La
función desapegada que nos exigen los momentos que intercambiamos ameriza
a diario en un mar tumultuoso. Un océano de incertidumbres que hacen zozobrar
la nave de nuestra vida y dificultan su estable posicionamiento. Es tan
complejo saltar como caer, tan difícil aceptar el impacto exigido del suelo como
la sensación de flotar en un aire que le robamos al cielo por momentos. No
podemos tomar partido sabiendo que lo bello y lo feo son relativos.
Todo
obedece a leyes de orden mayor. Si insistimos en la luz, la oscuridad nos
envuelve con más fuerza si cabe. De puertas para afuera no merece la pena
intentar nada que vaya más allá de la mirada, nuestra mirada llena de amor y
compasión.
Es
imposible sustraerse de esta norma y excesivamente familiar implicarse en
aquello a lo que el libro nos invita a separarnos. Sin embargo, sabemos de
sobra su certeza y caminamos por los bordes de este intento permanente de no
ser, de no actuar, de no intervenir.
Sólo
dominamos el decidir, nada más. El cielo y la tierra juegan con nuestro
exterior mostrando y quitando todo aquello que le place a un orden que surgió
sin nosotros. Es ahora, en nuestra conciencia perceptiva de todo este infinito maremágnum,
cuando entendemos que no hay mayor aprendizaje que descubrir nuestro centro
para no zozobrar en el tumulto. Sólo podemos trabajar desde dentro aquello que
pretendemos encontrar fuera.
Todo,
absolutamente todo lo que nos rodea, es un caos sin orden aparente. Es ir y
venir, subir y bajar, esconderse o relucir, es todo y nada a la vez. En el
medio, entre ese cielo y tierra en tensión permanente, el nudo que somos se
desata lentamente, año tras año, hasta que el continuo se deshace de nosotros y
fluimos hacia arriba o hacia abajo, según sea la inercia sumada de nuestras
voluntades.
Decidimos
estar, aprender las leyes del instante, del presente, del ahora. Las otras son
imprevisibles por más que queramos controlarlas. Estamos sin dirección definida
hacia afuera, pero con el eje de la percepción interior claramente definido. Es
el ego el que al compararnos, al medirnos, al posicionarnos, nos hace partícipe
de un juego sin reglas al que no estamos invitados a jugar.

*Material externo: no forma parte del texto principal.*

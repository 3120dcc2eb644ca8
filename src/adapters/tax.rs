use std::collections::HashMap;
use std::path::Path;

use async_trait::async_trait;
use rust_decimal::Decimal;
use serde::Deserialize;
use tracing::info;

use crate::domain::ports::{CollaboratorError, MunicipalTax, TaxLookup};

/// One row of the tax table file.
#[derive(Debug, Clone, Deserialize)]
struct TaxRow {
    service_code: String,
    /// Applies to every municipality when absent
    #[serde(default)]
    municipality_code: Option<String>,
    national_code: String,
    #[serde(default)]
    municipal_code: Option<String>,
    description: String,
    iss_rate: Decimal,
    #[serde(default)]
    nbs: Option<String>,
}

impl TaxRow {
    fn into_tax(self) -> (String, Option<String>, MunicipalTax) {
        let tax = MunicipalTax {
            national_code: self.national_code,
            municipal_code: self.municipal_code,
            description: self.description,
            iss_rate: self.iss_rate,
            nbs: self.nbs,
        };
        (self.service_code, self.municipality_code, tax)
    }
}

/// Tax lookup backed by an in-memory table.
///
/// Municipality specific rows win over the national fallback row of the
/// same service code.
#[derive(Debug, Clone, Default)]
pub struct StaticTaxLookup {
    rows: HashMap<(String, Option<String>), MunicipalTax>,
}

impl StaticTaxLookup {
    pub fn new() -> Self {
        Self::default()
    }

    /// Common national service codes with their usual ISS rates.
    pub fn with_defaults() -> Self {
        let defaults = [
            ("010101", "Análise e desenvolvimento de sistemas", 200, None),
            ("010201", "Programação", 200, None),
            ("010701", "Suporte técnico em informática", 200, None),
            ("170101", "Assessoria ou consultoria de qualquer natureza", 500, None),
            ("170201", "Datilografia, digitação e congêneres", 500, None),
            ("171901", "Contabilidade e auditoria", 500, Some("113032000")),
        ];

        let mut lookup = Self::new();
        for (code, description, rate, nbs) in defaults {
            lookup.insert(
                code,
                None,
                MunicipalTax {
                    national_code: code.to_string(),
                    municipal_code: None,
                    description: description.to_string(),
                    iss_rate: Decimal::new(rate, 2),
                    nbs: nbs.map(str::to_string),
                },
            );
        }
        lookup
    }

    /// Loads a JSON array of rows.
    pub fn from_file(path: impl AsRef<Path>) -> Result<Self, CollaboratorError> {
        let path = path.as_ref();
        let invalid = |detail: String| CollaboratorError::InvalidResponse {
            service: "tax table",
            detail,
        };

        let raw = std::fs::read_to_string(path)
            .map_err(|e| invalid(format!("{}: {e}", path.display())))?;
        let rows: Vec<TaxRow> = serde_json::from_str(&raw)
            .map_err(|e| invalid(format!("{}: {e}", path.display())))?;

        let mut lookup = Self::new();
        for row in rows {
            let (code, municipality, tax) = row.into_tax();
            lookup.insert(&code, municipality.as_deref(), tax);
        }
        info!(path = %path.display(), rows = lookup.rows.len(), "Tax table loaded");
        Ok(lookup)
    }

    pub fn insert(
        &mut self,
        service_code: &str,
        municipality_code: Option<&str>,
        tax: MunicipalTax,
    ) {
        self.rows.insert(
            (normalize_code(service_code), municipality_code.map(str::to_string)),
            tax,
        );
    }
}

/// `01.01.01` and `010101` name the same service.
fn normalize_code(code: &str) -> String {
    code.chars().filter(char::is_ascii_digit).collect()
}

#[async_trait]
impl TaxLookup for StaticTaxLookup {
    async fn resolve(
        &self,
        service_code: &str,
        municipality_code: &str,
    ) -> Result<Option<MunicipalTax>, CollaboratorError> {
        let code = normalize_code(service_code);
        let specific = self
            .rows
            .get(&(code.clone(), Some(municipality_code.to_string())));
        Ok(specific.or_else(|| self.rows.get(&(code, None))).cloned())
    }
}
pub mod certificate;
pub mod health;
pub mod invoices;
pub mod sales;

use axum::extract::FromRequestParts;
use axum::http::request::Parts;

use crate::server::errors::AppError;

/// Header set by the authentication gateway in front of the service.
pub const USER_HEADER: &str = "x-user-id";

/// The user the request acts on behalf of.
#[derive(Debug, Clone)]
pub struct ActingUser(pub String);

impl<S: Send + Sync> FromRequestParts<S> for ActingUser {
    type Rejection = AppError;

    async fn from_request_parts(parts: &mut Parts, _state: &S) -> Result<Self, Self::Rejection> {
        parts
            .headers
            .get(USER_HEADER)
            .and_then(|value| value.to_str().ok())
            .map(str::trim)
            .filter(|user| !user.is_empty())
            .map(|user| ActingUser(user.to_string()))
            .ok_or(AppError::MissingUser)
    }
}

El resultado es
siempre el mismo.
Es
preciso observar, estar tranquilos y, en el silencio de nuestro templo
interior, permanecer expectantes cogiendo aquellas corrientes que más
representan el sentido, esa sensación de estar realmente en el lado correcto de
la polaridad conteniendo el germen infinito de su opuesto.
Fluctuamos
sin descanso y no debemos permitir que el constructo que elabora la última
parte de nuestra mente construida tome las riendas de nada. Es joven, inmaduro
y osado. El arte de la vida es el arte de esperar pacientemente disfrutando de
todo aquello que va a menos velocidad que la impuesta.
Esta
velocidad que aumenta por momentos, es el resultado inevitable de ir bajando en
esa ola que tarde o temprano llegará a costas que no conocemos. Podemos estar
en ella, observar todo lo que nos rodea y disfrutar de la experiencia de ser
conscientes de todo. Infravalorar este regalo es un insulto a poderes
superiores que no entenderemos en esta vida materializada.
Es
preciso que el espíritu de lo humano tome las riendas del camino que conoce; lo
sabe porque viene de allí y es allí a donde nos dirigimos. Solo entonces
aprendemos de ese maestro infinito que es el instante.